Aan de Voorzitter van de Tweede Kamer der Staten-Generaal
Den Haag, 3 februari 2011
Bij brief d.d. 21 januari 2011 (kenmerk 31977-9/2011D02676) verzoekt de algemene commissie voor Jeugdzorg mij uw Kamer binnen een week mee te delen wat de gevolgen zijn van het voorhands niet c.q. op korte termijn wel behandelen van het wetsvoorstel tot wijziging van de wet op de jeugdzorg in verband met het opnemen van een gemeentelijke verantwoordelijkheid voor de jeugdketen (31 977), in relatie tot de door mij in het voorjaar aangekondigde beleidsvoornemens m.b.t. de toekomst van de jeugdzorg. Met deze brief geef ik gehoor aan dit verzoek.
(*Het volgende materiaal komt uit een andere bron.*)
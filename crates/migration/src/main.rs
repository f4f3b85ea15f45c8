use sea_orm::Database;
use sea_orm_migration::prelude::*;

#[tokio::main]
async fn main() -> Result<(), Box<dyn std::error::Error + Send + Sync>> {
    let mut args = std::env::args().skip(1);
    let cmd = args.next().unwrap_or_else(|| "up".to_string());

    let db_url = std::env::var("DATABASE_URL")
        .unwrap_or_else(|_| "sqlite:./sitedesk.db?mode=rwc".to_string());

    let db = Database::connect(&db_url).await?;

    match cmd.as_str() {
        "up" => migration::Migrator::up(&db, None).await?,
        "down" => migration::Migrator::down(&db, None).await?,
        "fresh" => migration::Migrator::fresh(&db).await?,
        "status" => {
            migration::Migrator::status(&db).await?;
        }
        _ => {
            eprintln!("Usage: cargo run -p migration -- [up|down|fresh|status]");
            std::process::exit(2);
        }
    }

    Ok(())
}
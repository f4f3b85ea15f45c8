//! Handles settings for the application.
//!
//! Values come from `settings.toml` (optional, or the file passed with
//! `--config`) and are overridden by `SITEDESK_*` environment variables, e.g.
//! `SITEDESK_SERVER__PORT=8080`.
use clap::Parser;
use config::{Config, ConfigError, Environment, File};
use serde::Deserialize;

#[derive(Debug, Parser)]
#[command(name = "sitedesk")]
#[command(about = "Back-office finance server for construction and rental projects")]
pub struct Cli {
    /// Settings file to read instead of `settings.toml`.
    #[arg(long, env = "SITEDESK_CONFIG")]
    pub config: Option<String>,
}

#[derive(Debug, Deserialize)]
pub struct App {
    #[serde(default = "default_level")]
    pub level: String,
}

impl Default for App {
    fn default() -> Self {
        Self {
            level: default_level(),
        }
    }
}

fn default_level() -> String {
    "info".to_string()
}

#[derive(Debug, Deserialize)]
#[serde(rename_all = "lowercase")]
pub enum Database {
    Memory,
    Sqlite(String),
}

#[derive(Debug, Deserialize)]
pub struct Server {
    pub bind: Option<String>,
    pub port: u16,
    pub database: Database,
}

#[derive(Debug, Deserialize)]
pub struct Settings {
    #[serde(default)]
    pub app: App,
    pub server: Server,
}

impl Settings {
    pub fn new(cli: &Cli) -> Result<Self, ConfigError> {
        let file = match cli.config.as_deref() {
            Some(path) => File::with_name(path).required(true),
            None => File::with_name("settings").required(false),
        };

        let settings = Config::builder()
            .add_source(file)
            .add_source(
                Environment::with_prefix("SITEDESK")
                    .prefix_separator("_")
                    .separator("__")
                    .try_parsing(true),
            )
            .build()?;

        settings.try_deserialize()
    }
}

#[cfg(test)]
mod tests {
    use super::*;
    use config::FileFormat;

    fn parse(toml: &str) -> Settings {
        Config::builder()
            .add_source(File::from_str(toml, FileFormat::Toml))
            .build()
            .unwrap()
            .try_deserialize()
            .unwrap()
    }

    #[test]
    fn sqlite_database_with_default_level() {
        let settings = parse(
            r#"
            [server]
            port = 3000
            database = { sqlite = "sitedesk.db" }
            "#,
        );
        assert_eq!(settings.app.level, "info");
        assert_eq!(settings.server.port, 3000);
        assert!(matches!(settings.server.database, Database::Sqlite(ref path) if path == "sitedesk.db"));
    }

    #[test]
    fn memory_database() {
        let settings = parse(
            r#"
            [app]
            level = "debug"

            [server]
            bind = "0.0.0.0"
            port = 8080
            database = "memory"
            "#,
        );
        assert_eq!(settings.app.level, "debug");
        assert_eq!(settings.server.bind.as_deref(), Some("0.0.0.0"));
        assert!(matches!(settings.server.database, Database::Memory));
    }
}
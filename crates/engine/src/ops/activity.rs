use chrono::Utc;
use uuid::Uuid;

use sea_orm::{ConnectionTrait, DatabaseTransaction, QueryOrder, QuerySelect, TransactionTrait, prelude::*};

use crate::{Activity, ActivityKind, EngineError, ResultEngine, activities};

use super::{Engine, with_tx};

async fn insert_activity<C: ConnectionTrait>(
    db: &C,
    kind: ActivityKind,
    title: &str,
    description: &str,
) -> ResultEngine<()> {
    let activity = Activity {
        id: Uuid::new_v4(),
        kind,
        title: title.to_string(),
        description: description.to_string(),
        timestamp: Utc::now(),
    };
    activities::ActiveModel::from(&activity).insert(db).await?;
    Ok(())
}

/// Appends to the activity feed inside a savepoint of `db_tx`.
///
/// A failed insert is logged and rolled back on its own; it never fails the
/// caller.
pub(super) async fn record_activity(
    db_tx: &DatabaseTransaction,
    kind: ActivityKind,
    title: &str,
    description: &str,
) {
    let outcome = async {
        let sp = db_tx.begin().await?;
        match insert_activity(&sp, kind, title, description).await {
            Ok(()) => {
                sp.commit().await?;
                Ok::<_, EngineError>(())
            }
            Err(err) => {
                sp.rollback().await?;
                Err(err)
            }
        }
    }
    .await;
    if let Err(err) = outcome {
        tracing::warn!(%kind, title, error = %err, "activity log failed");
    }
}

impl Engine {
    /// Appends to the activity feed. Failures are logged and swallowed.
    pub async fn log_activity(&self, kind: ActivityKind, title: &str, description: &str) {
        if let Err(err) = insert_activity(&self.database, kind, title, description).await {
            tracing::warn!(%kind, title, error = %err, "activity log failed");
        }
    }

    /// Most recent activities, newest first.
    pub async fn recent_activities(&self, limit: u64) -> ResultEngine<Vec<Activity>> {
        with_tx!(self, |db_tx| {
            let models = activities::Entity::find()
                .order_by_desc(activities::Column::Timestamp)
                .limit(limit)
                .all(&db_tx)
                .await?;
            models
                .into_iter()
                .map(Activity::try_from)
                .collect::<ResultEngine<Vec<_>>>()
        })
    }
}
Met het genoemde wetsvoorstel wordt een aantal zaken wettelijk verankerd die belangrijk zijn om de zorg voor jeugd te verbeteren: goed toegankelijke preventie, meer resultaatgerichte samenwerking rondom jeugdigen en hun ouders onder regie van de gemeenten, minder bureaucratie, jeugdigen zo min mogelijk in instellingen en zoveel mogelijk thuis. Uiteraard zie ik deze verbeteringen graag zo snel mogelijk in werking treden, vooruitlopend op grootschaliger wijzigingen op grond van het regeerakkoord. Dat geldt met name voor het – met de tweede nota van wijziging aan het wetsvoorstel toegevoegde – experimenteerartikel. Op grond van dit experimenteerartikel kan immers al op afzienbare termijn vernieuwing plaatsvinden in de jeugdzorg buiten de kaders die de huidige Wet op de jeugdzorg biedt. Op deze manier kan snel aan de slag gegaan worden met vernieuwingen die aansluiten bij de wijzigingen die uw Kamer blijkens de uitkomsten van de parlementaire werkgroep voor ogen staan en bij de voornemens in het regeerakkoord ten aanzien van de toekomst van de zorg voor jeugd.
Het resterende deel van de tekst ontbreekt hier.